Abraham Verghese and Perri Klass Are Right!

Blurbs from the above physician-writers (who are two of my favorite writers, period) grace this book's dustjacket-and with good reason. Dr. Grim's ER tales are fast-paced, clearsighted, and seem to me to be brutally honest and self-reflective. Grim keeps the larger world and its realities in focus as she explores the peculiar microcosm of the ER, which she suggests is similar to what one would find under a large rock amid a beautiful meadow: mud, worms, slugs, and skittering things which race away from the daylight. The previous customer reviewer, another ER doctor, is harshly critical of Grim: s/he seems to be writing from the height of an unwritten memoir! For me, Grim is a compelling realist who perceives and writes vividly and concretely. One will not easily forget the afghan knitting nurse, the Cole-Porter singing cop (who later dies in the ER room), the farmer's wife with the elephant on her chest, Murray the neurotic resident, or the fly-eyed foetus.

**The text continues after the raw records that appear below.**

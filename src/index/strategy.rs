//! Time-based physical segment resolution
//!
//! The strategy maps a logical dataset plus a record (writes) or a query
//! time range (reads) to physical segment names. Partitioning variants are
//! a capability set selected by configuration: each policy knows how to
//! label an instant, which interval it steps by, and which wildcard
//! pattern matches all of its partitions.
//!
//! Segment labels do not zero-pad date components, so a lexicographic sort
//! of segment names is not chronological. Callers ordering segments must
//! sort by parsed time.

use chrono::{DateTime, Datelike, TimeZone, Utc};
use tracing::debug;

use crate::index::interval::Interval;
use crate::index::metadata::IndexMetadata;
use crate::translate::Term;
use crate::types::cast_epoch_millis;

// ============================================================================
// Partition Policies
// ============================================================================

/// Partitioning policy of a logical dataset
///
/// Labels are computed in UTC so that segment resolution is a pure
/// function of the instant, independent of the host timezone.
#[derive(Debug, Clone, Copy, PartialEq, Eq)]
pub enum PartitionPolicy {
    /// One segment per calendar day: `base_YYYY-M-D`
    Daily,
    /// One segment per week of year: `base_YYYY-woy-W`
    Weekly,
}

impl PartitionPolicy {
    /// Stable policy identifier
    pub fn id(&self) -> &'static str {
        match self {
            PartitionPolicy::Daily => "time-by-day",
            PartitionPolicy::Weekly => "time-by-week",
        }
    }

    /// Enumeration step between partition boundaries
    pub fn interval(&self) -> Interval {
        match self {
            PartitionPolicy::Daily => Interval::of_days(1),
            PartitionPolicy::Weekly => Interval::of_weeks(1),
        }
    }

    /// Wildcard pattern matching every partition of `base`
    pub fn pattern(&self, base: &str) -> String {
        match self {
            PartitionPolicy::Daily => format!("{base}_*-*"),
            PartitionPolicy::Weekly => format!("{base}_*-woy-*"),
        }
    }

    /// Calendar bucket label for an instant, appended to the base name
    fn label(&self, base: &str, time: DateTime<Utc>) -> String {
        match self {
            PartitionPolicy::Daily => {
                format!("{base}_{}-{}-{}", time.year(), time.month(), time.day())
            }
            PartitionPolicy::Weekly => {
                let week = time.iso_week();
                format!("{base}_{}-woy-{}", week.year(), week.week())
            }
        }
    }
}

// ============================================================================
// Index Strategy
// ============================================================================

/// Resolves physical segments for a logical dataset
#[derive(Debug, Clone, Copy)]
pub struct IndexStrategy {
    policy: PartitionPolicy,
}

impl IndexStrategy {
    /// Create a strategy with the given partitioning policy
    pub fn new(policy: PartitionPolicy) -> Self {
        Self { policy }
    }

    /// Daily partitioning
    pub fn time_by_day() -> Self {
        Self::new(PartitionPolicy::Daily)
    }

    /// Weekly partitioning
    pub fn time_by_week() -> Self {
        Self::new(PartitionPolicy::Weekly)
    }

    /// The configured policy
    pub fn policy(&self) -> PartitionPolicy {
        self.policy
    }

    /// Wildcard pattern matching every partition of the dataset
    pub fn pattern(&self, metadata: &IndexMetadata) -> String {
        self.policy.pattern(metadata.name())
    }

    /// Segment name for an explicit instant
    pub fn target_for_instant(&self, metadata: &IndexMetadata, epoch_millis: i64) -> String {
        let time = Utc
            .timestamp_millis_opt(epoch_millis)
            .single()
            .unwrap_or_else(Utc::now);
        self.policy.label(metadata.name(), time)
    }

    /// Resolve the segment a record should be written to.
    ///
    /// Uses the record's value under the dataset's timestamp property. A
    /// dataset without a timestamp property, a record lacking the value,
    /// or a value that cannot be coerced to an instant all fall back to
    /// wall-clock-time partitioning; resolution never fails.
    pub fn write_target(
        &self,
        metadata: &IndexMetadata,
        record: &serde_json::Map<String, serde_json::Value>,
    ) -> String {
        let instant = metadata
            .timestamp_property()
            .and_then(|prop| record.get(&prop.id))
            .and_then(cast_epoch_millis);
        match instant {
            Some(millis) => self.target_for_instant(metadata, millis),
            None => self
                .policy
                .label(metadata.name(), Utc::now()),
        }
    }

    /// Resolve the ordered segment list a query should read from.
    ///
    /// When the term tree pins the timestamp property to a concrete
    /// `[start, end]` range, every partition boundary within the inclusive
    /// range maps to one segment, ascending and duplicate-free. Otherwise
    /// a single wildcard pattern matching all partitions is returned.
    pub fn read_targets(&self, metadata: &IndexMetadata, terms: &[Term]) -> Vec<String> {
        let Some(prop) = metadata.timestamp_property() else {
            return vec![self.pattern(metadata)];
        };
        let Some((start, end)) = resolve_timestamp_range(&prop.id, terms) else {
            return vec![self.pattern(metadata)];
        };

        let mut seen = std::collections::HashSet::new();
        let mut segments = Vec::new();
        for boundary in self.policy.interval().iterate(start, end) {
            let segment = self.target_for_instant(metadata, boundary);
            if seen.insert(segment.clone()) {
                segments.push(segment);
            }
        }
        debug!(
            index = metadata.name(),
            start, end,
            segments = segments.len(),
            "resolved read targets"
        );
        segments
    }
}

/// Extract a concrete `[start, end]` bound on `property` from a term tree.
///
/// `btw` supplies both bounds at once, `eq` pins both to the same instant,
/// and `gt`/`gte` + `lt`/`lte` pairs combine. Unparseable bound values are
/// ignored rather than raised. Returns `None` unless both bounds resolve.
pub fn resolve_timestamp_range(property: &str, terms: &[Term]) -> Option<(i64, i64)> {
    let mut start = None;
    let mut end = None;
    collect_bounds(property, terms, &mut start, &mut end);
    match (start, end) {
        (Some(s), Some(e)) if s <= e => Some((s, e)),
        _ => None,
    }
}

fn collect_bounds(property: &str, terms: &[Term], start: &mut Option<i64>, end: &mut Option<i64>) {
    for term in terms {
        if term.column == property {
            match (term.operator.as_str(), term.value.as_ref()) {
                ("btw", Some(value)) => {
                    if let Some(range) = as_pair(value) {
                        *start = Some(range.0);
                        *end = Some(range.1);
                    }
                }
                ("eq", Some(value)) => {
                    if let Some(at) = cast_epoch_millis(value) {
                        *start = Some(at);
                        *end = Some(at);
                    }
                }
                ("gt" | "gte", Some(value)) => {
                    if let Some(at) = cast_epoch_millis(value) {
                        *start = Some(at);
                    }
                }
                ("lt" | "lte", Some(value)) => {
                    if let Some(at) = cast_epoch_millis(value) {
                        *end = Some(at);
                    }
                }
                _ => {}
            }
        }
        collect_bounds(property, &term.terms, start, end);
    }
}

fn as_pair(value: &serde_json::Value) -> Option<(i64, i64)> {
    match value {
        serde_json::Value::Array(items) if items.len() >= 2 => {
            let s = cast_epoch_millis(&items[0])?;
            let e = cast_epoch_millis(&items[1])?;
            Some((s, e))
        }
        serde_json::Value::String(s) => {
            let mut parts = s.splitn(2, ',');
            let a = cast_epoch_millis(&serde_json::Value::String(parts.next()?.to_string()))?;
            let b = cast_epoch_millis(&serde_json::Value::String(parts.next()?.to_string()))?;
            Some((a, b))
        }
        _ => None,
    }
}

#[cfg(test)]
mod tests {
    use super::*;
    use crate::index::metadata::PropertyType;
    use serde_json::json;

    fn metadata() -> IndexMetadata {
        IndexMetadata::new("device_metrics")
            .unwrap()
            .add_property("timestamp", PropertyType::Date)
            .add_property("value", PropertyType::Double)
    }

    const DAY: i64 = 24 * 60 * 60 * 1000;
    // 2024-03-15T12:00:00Z
    const MARCH_15: i64 = 1_710_504_000_000;

    #[test]
    fn test_daily_write_target_from_record_time() {
        let strategy = IndexStrategy::time_by_day();
        let mut record = serde_json::Map::new();
        record.insert("timestamp".into(), json!(MARCH_15));
        assert_eq!(
            strategy.write_target(&metadata(), &record),
            "device_metrics_2024-3-15"
        );
    }

    #[test]
    fn test_daily_write_target_is_deterministic() {
        let strategy = IndexStrategy::time_by_day();
        let a = strategy.target_for_instant(&metadata(), MARCH_15);
        let b = strategy.target_for_instant(&metadata(), MARCH_15 + 60_000);
        assert_eq!(a, b);
        assert_eq!(a, "device_metrics_2024-3-15");
    }

    #[test]
    fn test_weekly_write_target() {
        let strategy = IndexStrategy::time_by_week();
        // 2024-03-15 is in ISO week 11 of 2024
        assert_eq!(
            strategy.target_for_instant(&metadata(), MARCH_15),
            "device_metrics_2024-woy-11"
        );
    }

    #[test]
    fn test_read_targets_enumerates_days() {
        let strategy = IndexStrategy::time_by_day();
        let terms = vec![Term::btw("timestamp", MARCH_15, MARCH_15 + 2 * DAY)];
        let segments = strategy.read_targets(&metadata(), &terms);
        assert_eq!(
            segments,
            vec![
                "device_metrics_2024-3-15",
                "device_metrics_2024-3-16",
                "device_metrics_2024-3-17",
            ]
        );
    }

    #[test]
    fn test_read_targets_are_duplicate_free() {
        let strategy = IndexStrategy::time_by_week();
        // ten days spans at most three distinct weeks
        let terms = vec![Term::btw("timestamp", MARCH_15, MARCH_15 + 10 * DAY)];
        let segments = strategy.read_targets(&metadata(), &terms);
        let unique: std::collections::HashSet<_> = segments.iter().collect();
        assert_eq!(unique.len(), segments.len());
        assert!(segments.len() >= 2);
    }

    #[test]
    fn test_read_targets_from_bound_pair() {
        let strategy = IndexStrategy::time_by_day();
        let terms = vec![
            Term::new("timestamp", "gte", json!(MARCH_15)),
            Term::new("timestamp", "lte", json!(MARCH_15 + DAY)),
        ];
        let segments = strategy.read_targets(&metadata(), &terms);
        assert_eq!(
            segments,
            vec!["device_metrics_2024-3-15", "device_metrics_2024-3-16"]
        );
    }

    #[test]
    fn test_read_targets_wildcard_without_range() {
        let strategy = IndexStrategy::time_by_day();
        let terms = vec![Term::eq("value", json!(42))];
        assert_eq!(
            strategy.read_targets(&metadata(), &terms),
            vec!["device_metrics_*-*"]
        );

        // lower bound alone is not a resolvable range
        let open = vec![Term::new("timestamp", "gte", json!(MARCH_15))];
        assert_eq!(
            strategy.read_targets(&metadata(), &open),
            vec!["device_metrics_*-*"]
        );
    }

    #[test]
    fn test_read_targets_wildcard_without_timestamp_property() {
        let strategy = IndexStrategy::time_by_week();
        let bare = IndexMetadata::new("events").unwrap();
        assert_eq!(
            strategy.read_targets(&bare, &[]),
            vec!["events_*-woy-*"]
        );
    }

    #[test]
    fn test_unparsable_record_timestamp_falls_back() {
        let strategy = IndexStrategy::time_by_day();
        let mut record = serde_json::Map::new();
        record.insert("timestamp".into(), json!("garbage"));
        // falls back to wall-clock partitioning, never raises
        let segment = strategy.write_target(&metadata(), &record);
        assert!(segment.starts_with("device_metrics_"));
    }

    #[test]
    fn test_out_of_range_timestamp_still_valid_segment() {
        let strategy = IndexStrategy::time_by_day();
        // year 3000, implausible but accepted
        let segment = strategy.target_for_instant(&metadata(), 32_503_680_000_000);
        assert_eq!(segment, "device_metrics_3000-1-1");
    }

    #[test]
    fn test_eq_term_pins_single_partition() {
        let strategy = IndexStrategy::time_by_day();
        let terms = vec![Term::eq("timestamp", json!(MARCH_15))];
        assert_eq!(
            strategy.read_targets(&metadata(), &terms),
            vec!["device_metrics_2024-3-15"]
        );
    }
}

A must read for all you armchair MD's!

After enjoying Dr. Grim's articles in Discover magazine, I couldn't wait to read her debut novel. I was not disappointed. Although graphic and gut wrenching, it's a true page turner. A must read for anyone interested in emergency medicine. This book sheds new light on the real ER and dims my view of the television ER. I look forward to more from Dr. Grim.